____ GIVEN INFORMATION

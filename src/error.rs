// SPDX-License-Identifier: MIT

//! Typed error handling for flowkeeper-rs
//!
//! Store-level failures (`StoreError`) and envelope/transition rejections
//! (`ValidationError`) propagate to callers through `FlowError`. Failures
//! raised by flow step logic are not in this hierarchy: they are captured
//! into the persisted `FlowState` (see `flow::StepError`).

use thiserror::Error;

use crate::state::FlowStatus;

/// Top-level error type for flowkeeper-rs
#[derive(Debug, Error)]
pub enum FlowError {
    /// No flow state exists for the requested id
    #[error("Flow '{flow_id}' not found")]
    NotFound { flow_id: String },

    /// No flow definition registered under this name
    #[error("Flow definition '{name}' is not registered")]
    UnknownFlow { name: String },

    /// A flow definition is already registered under this name
    #[error("Flow definition '{name}' is already registered")]
    DuplicateFlow { name: String },

    /// Persistence backend failure
    #[error("Store error: {0}")]
    Store(#[from] StoreError),

    /// Envelope or state transition rejected before any write
    #[error("Validation error: {0}")]
    Validation(#[from] ValidationError),

    /// Configuration errors (missing env vars, invalid config)
    #[error("Configuration error: {0}")]
    Config(String),

    /// The external scheduling collaborator refused a message
    #[error("Scheduler error: {0}")]
    Scheduler(String),

    /// I/O errors
    #[error(transparent)]
    Io(#[from] std::io::Error),

    /// JSON serialization/deserialization errors
    #[error(transparent)]
    Json(#[from] serde_json::Error),

    /// YAML parsing errors
    #[error(transparent)]
    Yaml(#[from] serde_yaml::Error),
}

/// Errors raised by `FlowStateStore` implementations
#[derive(Debug, Error)]
pub enum StoreError {
    /// Stored payload does not parse or violates the FlowState invariants
    #[error("Corrupted flow state '{flow_id}': {reason}")]
    Corruption { flow_id: String, reason: String },

    /// Id cannot be used as a storage key
    #[error("Invalid flow id '{0}'")]
    InvalidId(String),

    /// Backend I/O failure
    #[error("I/O error on flow state '{flow_id}': {source}")]
    Io {
        flow_id: String,
        #[source]
        source: std::io::Error,
    },

    /// State could not be encoded for storage
    #[error("Failed to encode flow state '{flow_id}': {source}")]
    Encode {
        flow_id: String,
        #[source]
        source: serde_json::Error,
    },
}

/// Envelope and transition validation errors
#[derive(Debug, Error, PartialEq)]
pub enum ValidationError {
    /// Envelope has no populated variant
    #[error("Envelope message has no populated variant")]
    EmptyEnvelope,

    /// Envelope has more than one populated variant
    #[error("Envelope message has multiple populated variants: {0:?}")]
    MultipleVariants(Vec<String>),

    /// Envelope key is not one of the six control operations
    #[error("Unknown envelope variant: {0}")]
    UnknownVariant(String),

    /// Envelope body does not match its variant's shape
    #[error("Malformed envelope message: {0}")]
    Malformed(String),

    /// Requested operation is incompatible with the stored status
    #[error("Cannot {operation} flow '{flow_id}' in status {status}")]
    InvalidTransition {
        flow_id: String,
        operation: String,
        status: FlowStatus,
    },

    /// Retry requested on a flow whose retries are exhausted
    #[error("Flow '{flow_id}' exhausted its retries after {attempts} attempts")]
    RetryExhausted { flow_id: String, attempts: u32 },

    /// Message names a flow instance that belongs to another flow definition
    #[error("Flow '{flow_id}' belongs to '{expected}', not '{actual}'")]
    FlowMismatch {
        flow_id: String,
        expected: String,
        actual: String,
    },

    /// Retry policy parameters out of range
    #[error("Invalid retry config: {0}")]
    InvalidRetryConfig(String),
}

impl FlowError {
    /// Create a not found error
    pub fn not_found(flow_id: impl Into<String>) -> Self {
        Self::NotFound {
            flow_id: flow_id.into(),
        }
    }

    /// Create a config error
    pub fn config(message: impl Into<String>) -> Self {
        Self::Config(message.into())
    }

    /// Create a scheduler error
    pub fn scheduler(message: impl Into<String>) -> Self {
        Self::Scheduler(message.into())
    }

    /// Whether this is a corruption error from the store
    pub fn is_corruption(&self) -> bool {
        matches!(self, Self::Store(StoreError::Corruption { .. }))
    }
}

impl StoreError {
    /// Create a corruption error
    pub fn corruption(flow_id: impl Into<String>, reason: impl Into<String>) -> Self {
        Self::Corruption {
            flow_id: flow_id.into(),
            reason: reason.into(),
        }
    }

    pub(crate) fn io(flow_id: impl Into<String>, source: std::io::Error) -> Self {
        Self::Io {
            flow_id: flow_id.into(),
            source,
        }
    }
}

impl ValidationError {
    /// Create an invalid transition error
    pub fn invalid_transition(
        flow_id: impl Into<String>,
        operation: impl Into<String>,
        status: FlowStatus,
    ) -> Self {
        Self::InvalidTransition {
            flow_id: flow_id.into(),
            operation: operation.into(),
            status,
        }
    }
}

/// Result alias used across the crate
pub type Result<T> = std::result::Result<T, FlowError>;
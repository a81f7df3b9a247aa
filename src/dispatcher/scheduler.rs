// SPDX-License-Identifier: MIT

use async_trait::async_trait;
use chrono::{DateTime, Utc};

use crate::envelope::FlowInvokeEnvelopeMessage;
use crate::error::FlowError;

/// Delayed delivery collaborator (task queue, cloud scheduler, ...).
///
/// The dispatcher records due times and hands the resulting `runScheduled`
/// messages to this trait; it never polls or sets timers itself. An
/// implementation is expected to call `Dispatcher::deliver` with `message`
/// for the flow named `flow_name` at or after `due_at`.
#[async_trait]
pub trait Scheduler: Send + Sync {
    async fn enqueue(
        &self,
        flow_name: &str,
        message: FlowInvokeEnvelopeMessage,
        due_at: DateTime<Utc>,
    ) -> Result<(), FlowError>;
}
// SPDX-License-Identifier: MIT

//! Flow state persistence
//!
//! This module provides:
//! - `FlowState` - the durable record of one flow instance
//! - `Operation` - the outcome snapshot returned to callers
//! - `FlowStateStore` - the storage contract, with a local-disk and an
//!   in-memory backend

mod local_file;
mod memory;
mod store;
mod types;

pub use local_file::LocalFileFlowStateStore;
pub use memory::InMemoryFlowStateStore;
pub use store::{FlowStateQuery, FlowStateStore, DEFAULT_LIST_LIMIT};
pub use types::{ErrorInfo, FlowResult, FlowState, FlowStatus, Operation};
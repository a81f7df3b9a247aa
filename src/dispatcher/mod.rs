// SPDX-License-Identifier: MIT

//! Flow dispatcher
//!
//! Interprets envelope messages, drives flow execution and persists every
//! transition. Lifecycle of a flow instance:
//!
//! ```text
//! (none) --start/schedule--> RUNNING | SCHEDULED
//! SCHEDULED --runScheduled--> RUNNING
//! RUNNING --success--> SUCCEEDED (terminal)
//! RUNNING --interrupt, unrecoverable failure or cancellation--> INTERRUPTED
//! RUNNING --recoverable failure, retry eligible--> FAILED (retryable)
//! RUNNING --recoverable failure, retry not eligible--> FAILED (terminal)
//! FAILED (retryable) --retry--> RUNNING
//! FAILED (retryable) --schedule_retry--> SCHEDULED
//! INTERRUPTED --resume--> RUNNING
//! ```
//!
//! A RUNNING record found while holding its id lock has no live run in this
//! process: the previous run died before saving its outcome. `runScheduled`
//! and `retry` treat it as a redelivery and run it again.

mod locks;
mod scheduler;

pub use scheduler::Scheduler;

use chrono::{DateTime, Utc};
use serde_json::{json, Value};
use std::future::Future;
use std::sync::Arc;
use std::time::Duration;

use crate::envelope::FlowInvokeEnvelopeMessage;
use crate::error::{FlowError, Result, ValidationError};
use crate::flow::{Flow, FlowContext, FlowRegistry, StepError};
use crate::retry::RetryConfig;
use crate::state::{
    ErrorInfo, FlowState, FlowStateQuery, FlowStateStore, FlowStatus, Operation,
    DEFAULT_LIST_LIMIT,
};
use locks::LockTable;

/// Drives flow instances through their lifecycle
pub struct Dispatcher {
    store: Arc<dyn FlowStateStore>,
    retry: RetryConfig,
    scheduler: Option<Arc<dyn Scheduler>>,
    list_limit: usize,
    locks: LockTable,
}

/// How an execution attempt was entered
enum Entry {
    Fresh,
    Resumed(Option<Value>),
}
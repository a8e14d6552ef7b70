//! Unit tests against the public API of db-auto-backup

mod config;
mod discovery;
mod dump;
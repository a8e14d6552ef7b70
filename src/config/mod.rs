//! Configuration module for db-auto-backup
//!
//! Configuration comes either from a TOML file or from the process
//! environment. Both paths end in the same validation, and the result is
//! read-only for the lifetime of the process.
//!
//! ## Example Usage
//!
//! ```no_run
//! use db_auto_backup::config;
//!
//! let config = config::load_config("db-auto-backup.toml")?;
//! println!("Backups go to {:?}", config.backup_dir);
//! # Ok::<(), config::ConfigError>(())
//! ```

mod loader;
mod types;

pub use loader::{load_config, parse_flag, validate_config, ConfigError, Result};
pub use types::*;

/// Expand tilde (~) in path
pub fn expand_tilde(path: &std::path::Path) -> std::path::PathBuf {
    if let Ok(stripped) = path.strip_prefix("~") {
        if let Some(home) = dirs::home_dir() {
            return home.join(stripped);
        }
    }
    path.to_path_buf()
}
//! Docker CLI utilities for container discovery and exec streaming

use super::command::run_command_stdout;
use super::docker_ops::{ContainerInfo, ExecCommand, ExecOutput, RuntimeError};
use serde::Deserialize;
use std::collections::HashMap;
use std::io::{self, Write};
use std::process::Stdio;
use std::time::Duration;
use tokio::io::AsyncReadExt;
use tracing::{debug, warn};

const COPY_BUFFER_SIZE: usize = 64 * 1024;

#[derive(Debug, Deserialize)]
#[serde(rename_all = "PascalCase")]
struct InspectEntry {
    id: String,
    name: String,
    config: InspectConfig,
    #[serde(default)]
    state: Option<InspectState>,
}

#[derive(Debug, Deserialize)]
#[serde(rename_all = "PascalCase")]
struct InspectConfig {
    image: String,
    #[serde(default)]
    env: Option<Vec<String>>,
    #[serde(default)]
    labels: Option<HashMap<String, String>>,
}

#[derive(Debug, Deserialize)]
#[serde(rename_all = "PascalCase")]
struct InspectState {
    running: bool,
}

/// List the ids of all running containers
pub fn list_running_ids(binary: &str, timeout: Duration) -> Result<Vec<String>, RuntimeError> {
    let output = run_command_stdout(binary, &["ps", "-q", "--no-trunc"], timeout)
        .map_err(|e| RuntimeError::Query(format!("{:#}", e)))?;

    Ok(output
        .lines()
        .map(str::trim)
        .filter(|l| !l.is_empty())
        .map(String::from)
        .collect())
}

/// Inspect containers by id.
///
/// A container that disappears between listing and inspection is skipped.
pub fn inspect_containers(
    binary: &str,
    ids: &[String],
    timeout: Duration,
) -> Result<Vec<ContainerInfo>, RuntimeError> {
    if ids.is_empty() {
        return Ok(Vec::new());
    }

    let mut args = vec!["inspect", "--type", "container"];
    args.extend(ids.iter().map(String::as_str));

    match run_command_stdout(binary, &args, timeout) {
        Ok(json) => parse_inspect_output(&json),
        Err(e) if ids.len() > 1 => {
            warn!("Bulk inspect failed ({:#}), inspecting containers one by one", e);
            let mut containers = Vec::new();
            for id in ids {
                match run_command_stdout(binary, &["inspect", "--type", "container", id], timeout) {
                    Ok(json) => containers.extend(parse_inspect_output(&json)?),
                    Err(e) => warn!("Skipping container {}: {:#}", id, e),
                }
            }
            Ok(containers)
        }
        Err(e) => Err(RuntimeError::Query(format!("{:#}", e))),
    }
}

/// Parse the JSON array printed by `docker inspect`
pub fn parse_inspect_output(json: &str) -> Result<Vec<ContainerInfo>, RuntimeError> {
    let entries: Vec<InspectEntry> =
        serde_json::from_str(json).map_err(|e| RuntimeError::Parse(e.to_string()))?;

    Ok(entries
        .into_iter()
        .filter(|entry| entry.state.as_ref().map_or(true, |s| s.running))
        .map(|entry| ContainerInfo {
            id: entry.id,
            name: entry.name.trim_start_matches('/').to_string(),
            image: entry.config.image,
            env: parse_env_list(entry.config.env.as_deref().unwrap_or_default()),
            labels: entry.config.labels.unwrap_or_default(),
        })
        .collect())
}

/// Parse `KEY=value` pairs; the first `=` separates key from value
pub fn parse_env_list(entries: &[String]) -> HashMap<String, String> {
    entries
        .iter()
        .map(|entry| match entry.split_once('=') {
            Some((key, value)) => (key.to_string(), value.to_string()),
            None => (entry.clone(), String::new()),
        })
        .collect()
}

/// Prefix `argv` with the in-container `timeout` utility.
///
/// Killing the local exec client does not stop the process inside the
/// container, so the container enforces the same deadline on its own,
/// rounded up to whole seconds.
pub fn bounded_argv(argv: &[String], timeout: Duration) -> Vec<String> {
    let seconds = timeout.as_secs() + u64::from(timeout.subsec_nanos() > 0);
    let mut bounded = vec![
        "timeout".to_string(),
        "-s".to_string(),
        "KILL".to_string(),
        seconds.max(1).to_string(),
    ];
    bounded.extend(argv.iter().cloned());
    bounded
}

/// Run a command inside a container, streaming its stdout into `sink`.
///
/// Stderr is captured in full for diagnostics. Environment values reach the
/// exec session through the client's own environment, never its arguments.
/// On timeout the exec client is killed and the in-container `timeout`
/// terminates the command.
pub fn exec_streaming(
    binary: &str,
    container_id: &str,
    command: &ExecCommand,
    sink: &mut dyn Write,
    timeout: Duration,
) -> Result<ExecOutput, RuntimeError> {
    let mut cmd = tokio::process::Command::new(binary);
    cmd.arg("exec");
    for (key, value) in &command.env {
        cmd.arg("--env").arg(key).env(key, value);
    }
    cmd.arg(container_id)
        .args(bounded_argv(&command.argv, timeout))
        .stdin(Stdio::null())
        .stdout(Stdio::piped())
        .stderr(Stdio::piped())
        .kill_on_drop(true);

    debug!("Exec in {}: {}", container_id, command.display());

    let handle = tokio::runtime::Handle::try_current()
        .map_err(|e| RuntimeError::Query(format!("No Tokio runtime available: {}", e)))?;

    handle.block_on(async move {
        let mut child = cmd.spawn().map_err(|source| RuntimeError::Spawn {
            container: container_id.to_string(),
            source,
        })?;

        let mut stdout_pipe = child
            .stdout
            .take()
            .ok_or_else(|| RuntimeError::Stream(io::Error::other("stdout was not captured")))?;
        let mut stderr_pipe = child
            .stderr
            .take()
            .ok_or_else(|| RuntimeError::Stream(io::Error::other("stderr was not captured")))?;

        let stderr_task = tokio::spawn(async move {
            let mut buf = Vec::new();
            stderr_pipe.read_to_end(&mut buf).await.map(|_| buf)
        });

        let transfer = async {
            let mut buf = vec![0u8; COPY_BUFFER_SIZE];
            let mut total = 0u64;
            loop {
                let n = stdout_pipe.read(&mut buf).await.map_err(RuntimeError::Stream)?;
                if n == 0 {
                    break;
                }
                sink.write_all(&buf[..n]).map_err(RuntimeError::Sink)?;
                total += n as u64;
            }
            let status = child.wait().await.map_err(RuntimeError::Stream)?;
            Ok::<_, RuntimeError>((status, total))
        };

        let result = tokio::time::timeout(timeout, transfer).await;

        match result {
            Ok(Ok((status, stdout_bytes))) => {
                let stderr = match stderr_task.await {
                    Ok(Ok(buf)) => buf,
                    Ok(Err(e)) => format!("<failed to read stderr: {}>", e).into_bytes(),
                    Err(e) => format!("<stderr reader failed: {}>", e).into_bytes(),
                };
                Ok(ExecOutput {
                    exit_code: status.code().map(i64::from).unwrap_or(-1),
                    stderr,
                    stdout_bytes,
                })
            }
            Ok(Err(e)) => {
                if let Err(kill_err) = child.start_kill() {
                    debug!("Failed to kill exec client: {}", kill_err);
                }
                stderr_task.abort();
                Err(e)
            }
            Err(_) => {
                warn!(
                    "Exec in {} exceeded {:?}, terminating exec session",
                    container_id, timeout
                );
                if let Err(kill_err) = child.start_kill() {
                    debug!("Failed to kill exec client: {}", kill_err);
                }
                stderr_task.abort();
                Err(RuntimeError::Timeout {
                    container: container_id.to_string(),
                    timeout,
                })
            }
        }
    })
}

________

## YOUR GOAL
Please return all lines from the records that hold the word "filename".

## SOLUTION TO THE EXERCISE
filename src/error.rs
filename src/dispatcher/scheduler.rs
filename src/dispatcher/mod.rs
filename src/config/mod.rs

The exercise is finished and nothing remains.